---------- Materials provided ----------
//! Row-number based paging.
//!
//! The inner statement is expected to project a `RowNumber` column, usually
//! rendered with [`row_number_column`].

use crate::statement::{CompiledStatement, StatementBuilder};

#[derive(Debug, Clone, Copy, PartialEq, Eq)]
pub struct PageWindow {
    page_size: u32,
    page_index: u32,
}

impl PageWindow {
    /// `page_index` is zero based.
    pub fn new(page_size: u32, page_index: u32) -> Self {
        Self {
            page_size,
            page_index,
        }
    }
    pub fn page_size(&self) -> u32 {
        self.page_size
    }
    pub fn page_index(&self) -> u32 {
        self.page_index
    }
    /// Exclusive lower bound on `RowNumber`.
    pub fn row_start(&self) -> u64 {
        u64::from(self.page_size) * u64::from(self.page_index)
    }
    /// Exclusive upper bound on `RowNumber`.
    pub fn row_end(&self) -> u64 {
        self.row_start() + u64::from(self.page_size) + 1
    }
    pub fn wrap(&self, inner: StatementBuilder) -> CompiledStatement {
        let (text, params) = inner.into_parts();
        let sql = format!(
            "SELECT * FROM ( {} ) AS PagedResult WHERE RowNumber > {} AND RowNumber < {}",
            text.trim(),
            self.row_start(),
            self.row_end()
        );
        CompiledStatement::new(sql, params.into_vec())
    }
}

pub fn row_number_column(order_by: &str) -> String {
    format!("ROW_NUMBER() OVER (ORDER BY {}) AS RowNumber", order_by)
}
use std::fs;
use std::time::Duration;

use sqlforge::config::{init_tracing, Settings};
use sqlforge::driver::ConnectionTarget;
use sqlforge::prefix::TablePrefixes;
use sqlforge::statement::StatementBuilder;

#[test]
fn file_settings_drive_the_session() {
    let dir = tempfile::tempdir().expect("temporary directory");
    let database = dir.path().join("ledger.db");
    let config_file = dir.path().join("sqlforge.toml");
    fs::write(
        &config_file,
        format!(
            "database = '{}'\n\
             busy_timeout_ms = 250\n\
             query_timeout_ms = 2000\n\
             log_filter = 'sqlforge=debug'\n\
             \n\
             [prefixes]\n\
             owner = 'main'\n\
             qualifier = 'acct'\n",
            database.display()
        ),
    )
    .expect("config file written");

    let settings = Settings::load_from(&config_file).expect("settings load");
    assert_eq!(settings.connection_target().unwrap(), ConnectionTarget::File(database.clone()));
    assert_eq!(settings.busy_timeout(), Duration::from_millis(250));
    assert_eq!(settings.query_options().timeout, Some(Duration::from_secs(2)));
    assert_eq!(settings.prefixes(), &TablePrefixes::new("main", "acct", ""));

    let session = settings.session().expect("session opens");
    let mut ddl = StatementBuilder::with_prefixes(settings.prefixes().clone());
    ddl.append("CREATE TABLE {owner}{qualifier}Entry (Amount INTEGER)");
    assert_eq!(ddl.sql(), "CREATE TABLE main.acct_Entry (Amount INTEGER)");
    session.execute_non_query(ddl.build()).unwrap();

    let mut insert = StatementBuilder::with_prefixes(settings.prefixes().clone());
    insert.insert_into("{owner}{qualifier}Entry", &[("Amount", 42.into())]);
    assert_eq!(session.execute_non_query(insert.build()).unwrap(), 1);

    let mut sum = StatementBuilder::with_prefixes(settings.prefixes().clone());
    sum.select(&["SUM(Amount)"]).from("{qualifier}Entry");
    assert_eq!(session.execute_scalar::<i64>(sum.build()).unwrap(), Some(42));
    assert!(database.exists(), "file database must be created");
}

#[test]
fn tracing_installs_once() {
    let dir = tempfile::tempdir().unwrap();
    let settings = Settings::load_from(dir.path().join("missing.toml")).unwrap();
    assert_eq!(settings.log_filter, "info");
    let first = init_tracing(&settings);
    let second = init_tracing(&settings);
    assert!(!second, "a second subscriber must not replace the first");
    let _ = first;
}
----------
---------- Materials provided ----------
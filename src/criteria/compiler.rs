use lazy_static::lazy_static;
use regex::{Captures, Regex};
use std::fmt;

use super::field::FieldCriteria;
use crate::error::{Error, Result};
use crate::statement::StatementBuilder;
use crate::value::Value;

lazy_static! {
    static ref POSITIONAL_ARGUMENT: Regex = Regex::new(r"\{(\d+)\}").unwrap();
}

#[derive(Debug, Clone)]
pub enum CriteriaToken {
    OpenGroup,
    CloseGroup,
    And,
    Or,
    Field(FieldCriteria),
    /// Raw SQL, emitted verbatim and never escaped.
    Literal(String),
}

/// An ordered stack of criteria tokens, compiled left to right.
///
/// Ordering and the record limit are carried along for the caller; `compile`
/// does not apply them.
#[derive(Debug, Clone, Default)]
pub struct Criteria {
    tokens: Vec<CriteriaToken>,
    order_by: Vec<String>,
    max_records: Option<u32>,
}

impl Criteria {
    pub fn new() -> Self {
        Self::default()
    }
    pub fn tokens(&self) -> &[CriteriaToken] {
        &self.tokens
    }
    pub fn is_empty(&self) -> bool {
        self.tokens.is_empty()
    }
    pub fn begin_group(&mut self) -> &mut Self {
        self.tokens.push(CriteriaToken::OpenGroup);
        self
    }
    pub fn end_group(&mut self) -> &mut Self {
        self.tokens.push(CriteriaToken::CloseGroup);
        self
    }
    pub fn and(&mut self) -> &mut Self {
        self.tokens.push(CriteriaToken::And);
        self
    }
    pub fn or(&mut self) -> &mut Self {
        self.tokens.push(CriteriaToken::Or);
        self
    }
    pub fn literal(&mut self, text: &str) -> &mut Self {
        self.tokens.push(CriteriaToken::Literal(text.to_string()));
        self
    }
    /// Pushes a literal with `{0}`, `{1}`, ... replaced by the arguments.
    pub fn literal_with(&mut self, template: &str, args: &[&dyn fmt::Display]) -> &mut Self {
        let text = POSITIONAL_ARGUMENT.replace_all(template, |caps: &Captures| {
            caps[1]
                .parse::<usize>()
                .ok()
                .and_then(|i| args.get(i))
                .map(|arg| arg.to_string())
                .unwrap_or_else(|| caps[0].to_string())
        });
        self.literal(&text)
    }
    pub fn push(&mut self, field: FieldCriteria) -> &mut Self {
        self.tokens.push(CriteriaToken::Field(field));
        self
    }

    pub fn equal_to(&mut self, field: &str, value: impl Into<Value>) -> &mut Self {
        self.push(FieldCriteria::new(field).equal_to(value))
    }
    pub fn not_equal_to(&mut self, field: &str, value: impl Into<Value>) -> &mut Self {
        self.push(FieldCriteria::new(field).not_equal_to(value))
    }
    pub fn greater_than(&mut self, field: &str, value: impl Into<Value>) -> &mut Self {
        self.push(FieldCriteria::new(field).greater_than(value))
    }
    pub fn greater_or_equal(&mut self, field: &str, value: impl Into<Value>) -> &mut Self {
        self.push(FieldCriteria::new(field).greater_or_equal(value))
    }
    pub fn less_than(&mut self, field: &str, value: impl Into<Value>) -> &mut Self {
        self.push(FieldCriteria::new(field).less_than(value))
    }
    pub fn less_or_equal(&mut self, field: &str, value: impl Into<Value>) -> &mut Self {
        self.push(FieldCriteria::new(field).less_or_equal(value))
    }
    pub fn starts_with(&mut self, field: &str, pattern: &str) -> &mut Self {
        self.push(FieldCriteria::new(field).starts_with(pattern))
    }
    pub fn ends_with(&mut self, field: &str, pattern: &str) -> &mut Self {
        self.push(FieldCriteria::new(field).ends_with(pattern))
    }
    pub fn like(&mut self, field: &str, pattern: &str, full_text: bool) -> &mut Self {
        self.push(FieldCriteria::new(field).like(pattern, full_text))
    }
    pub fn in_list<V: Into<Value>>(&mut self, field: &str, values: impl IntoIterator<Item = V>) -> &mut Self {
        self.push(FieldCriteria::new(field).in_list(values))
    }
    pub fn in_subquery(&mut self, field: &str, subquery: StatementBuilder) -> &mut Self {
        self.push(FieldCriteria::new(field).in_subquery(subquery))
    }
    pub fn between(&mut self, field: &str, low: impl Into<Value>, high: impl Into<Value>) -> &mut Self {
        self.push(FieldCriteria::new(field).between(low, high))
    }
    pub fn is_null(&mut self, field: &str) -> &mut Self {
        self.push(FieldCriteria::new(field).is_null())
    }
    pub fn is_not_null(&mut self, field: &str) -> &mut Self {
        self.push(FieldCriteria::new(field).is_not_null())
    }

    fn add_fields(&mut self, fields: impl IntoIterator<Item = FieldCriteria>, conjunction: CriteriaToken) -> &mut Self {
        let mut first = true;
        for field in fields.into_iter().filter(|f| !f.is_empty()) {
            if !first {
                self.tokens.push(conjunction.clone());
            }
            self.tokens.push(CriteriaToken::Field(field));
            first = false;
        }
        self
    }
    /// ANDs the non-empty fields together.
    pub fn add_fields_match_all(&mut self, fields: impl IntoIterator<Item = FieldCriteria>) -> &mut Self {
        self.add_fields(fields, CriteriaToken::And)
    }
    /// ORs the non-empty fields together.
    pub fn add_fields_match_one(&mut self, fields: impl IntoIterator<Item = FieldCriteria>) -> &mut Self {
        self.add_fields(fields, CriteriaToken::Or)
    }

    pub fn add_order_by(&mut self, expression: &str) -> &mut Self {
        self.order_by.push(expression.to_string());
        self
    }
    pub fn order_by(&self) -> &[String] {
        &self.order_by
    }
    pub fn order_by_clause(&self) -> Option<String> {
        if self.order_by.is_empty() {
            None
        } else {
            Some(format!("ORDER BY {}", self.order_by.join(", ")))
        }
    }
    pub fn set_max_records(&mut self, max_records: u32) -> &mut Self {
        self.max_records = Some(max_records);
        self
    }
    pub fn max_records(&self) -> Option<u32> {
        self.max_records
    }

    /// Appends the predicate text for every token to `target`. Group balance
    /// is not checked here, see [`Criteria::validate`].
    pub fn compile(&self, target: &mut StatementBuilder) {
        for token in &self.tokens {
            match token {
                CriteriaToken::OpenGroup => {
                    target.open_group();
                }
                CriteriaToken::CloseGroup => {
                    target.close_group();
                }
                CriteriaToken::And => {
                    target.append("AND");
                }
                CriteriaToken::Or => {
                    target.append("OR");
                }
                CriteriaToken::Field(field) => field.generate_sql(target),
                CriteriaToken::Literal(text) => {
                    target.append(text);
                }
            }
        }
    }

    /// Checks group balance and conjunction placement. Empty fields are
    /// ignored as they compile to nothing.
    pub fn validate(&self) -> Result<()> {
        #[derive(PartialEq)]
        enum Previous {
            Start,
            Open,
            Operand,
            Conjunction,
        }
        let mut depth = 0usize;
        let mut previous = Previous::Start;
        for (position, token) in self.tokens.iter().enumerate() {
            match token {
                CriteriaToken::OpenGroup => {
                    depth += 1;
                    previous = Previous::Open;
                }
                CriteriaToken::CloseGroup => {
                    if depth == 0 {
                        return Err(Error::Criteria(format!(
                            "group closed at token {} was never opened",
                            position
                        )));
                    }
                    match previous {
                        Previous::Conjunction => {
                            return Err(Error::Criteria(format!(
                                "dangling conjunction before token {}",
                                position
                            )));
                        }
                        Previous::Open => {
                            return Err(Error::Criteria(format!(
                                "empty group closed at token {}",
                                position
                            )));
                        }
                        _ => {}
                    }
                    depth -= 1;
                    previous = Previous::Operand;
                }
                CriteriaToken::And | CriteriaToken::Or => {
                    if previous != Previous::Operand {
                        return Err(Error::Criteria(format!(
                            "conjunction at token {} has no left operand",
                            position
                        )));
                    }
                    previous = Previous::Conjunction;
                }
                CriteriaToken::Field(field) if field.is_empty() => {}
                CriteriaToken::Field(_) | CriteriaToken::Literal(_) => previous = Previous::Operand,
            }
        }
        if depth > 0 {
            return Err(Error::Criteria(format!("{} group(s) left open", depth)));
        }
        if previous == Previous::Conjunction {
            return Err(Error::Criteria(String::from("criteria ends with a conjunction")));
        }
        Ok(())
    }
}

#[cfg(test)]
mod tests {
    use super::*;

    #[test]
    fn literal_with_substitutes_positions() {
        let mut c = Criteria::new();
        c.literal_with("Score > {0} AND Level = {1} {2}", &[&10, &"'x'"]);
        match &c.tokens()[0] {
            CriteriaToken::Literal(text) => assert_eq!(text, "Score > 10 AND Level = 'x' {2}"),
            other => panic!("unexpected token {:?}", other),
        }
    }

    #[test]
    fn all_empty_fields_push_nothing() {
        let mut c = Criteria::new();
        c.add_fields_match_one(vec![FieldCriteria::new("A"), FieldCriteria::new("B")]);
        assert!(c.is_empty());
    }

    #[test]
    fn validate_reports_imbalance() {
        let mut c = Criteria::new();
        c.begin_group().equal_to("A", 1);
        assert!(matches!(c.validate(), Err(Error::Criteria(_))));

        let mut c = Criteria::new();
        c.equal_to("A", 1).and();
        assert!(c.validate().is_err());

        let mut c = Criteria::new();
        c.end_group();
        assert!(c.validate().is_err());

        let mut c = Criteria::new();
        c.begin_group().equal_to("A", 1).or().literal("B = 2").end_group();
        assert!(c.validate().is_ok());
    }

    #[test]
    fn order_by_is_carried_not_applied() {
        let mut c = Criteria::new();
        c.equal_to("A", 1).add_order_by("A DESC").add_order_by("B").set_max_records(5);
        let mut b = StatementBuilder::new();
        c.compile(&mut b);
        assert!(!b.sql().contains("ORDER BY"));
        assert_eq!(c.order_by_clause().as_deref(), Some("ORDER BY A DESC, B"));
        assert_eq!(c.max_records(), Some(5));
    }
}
----------
Activity ▸
What is needed is each line of the entries that contains the word "TablePrefixes".

Task solution ▸
use sqlforge::prefix::TablePrefixes;
    assert_eq!(settings.prefixes(), &TablePrefixes::new("main", "acct", ""));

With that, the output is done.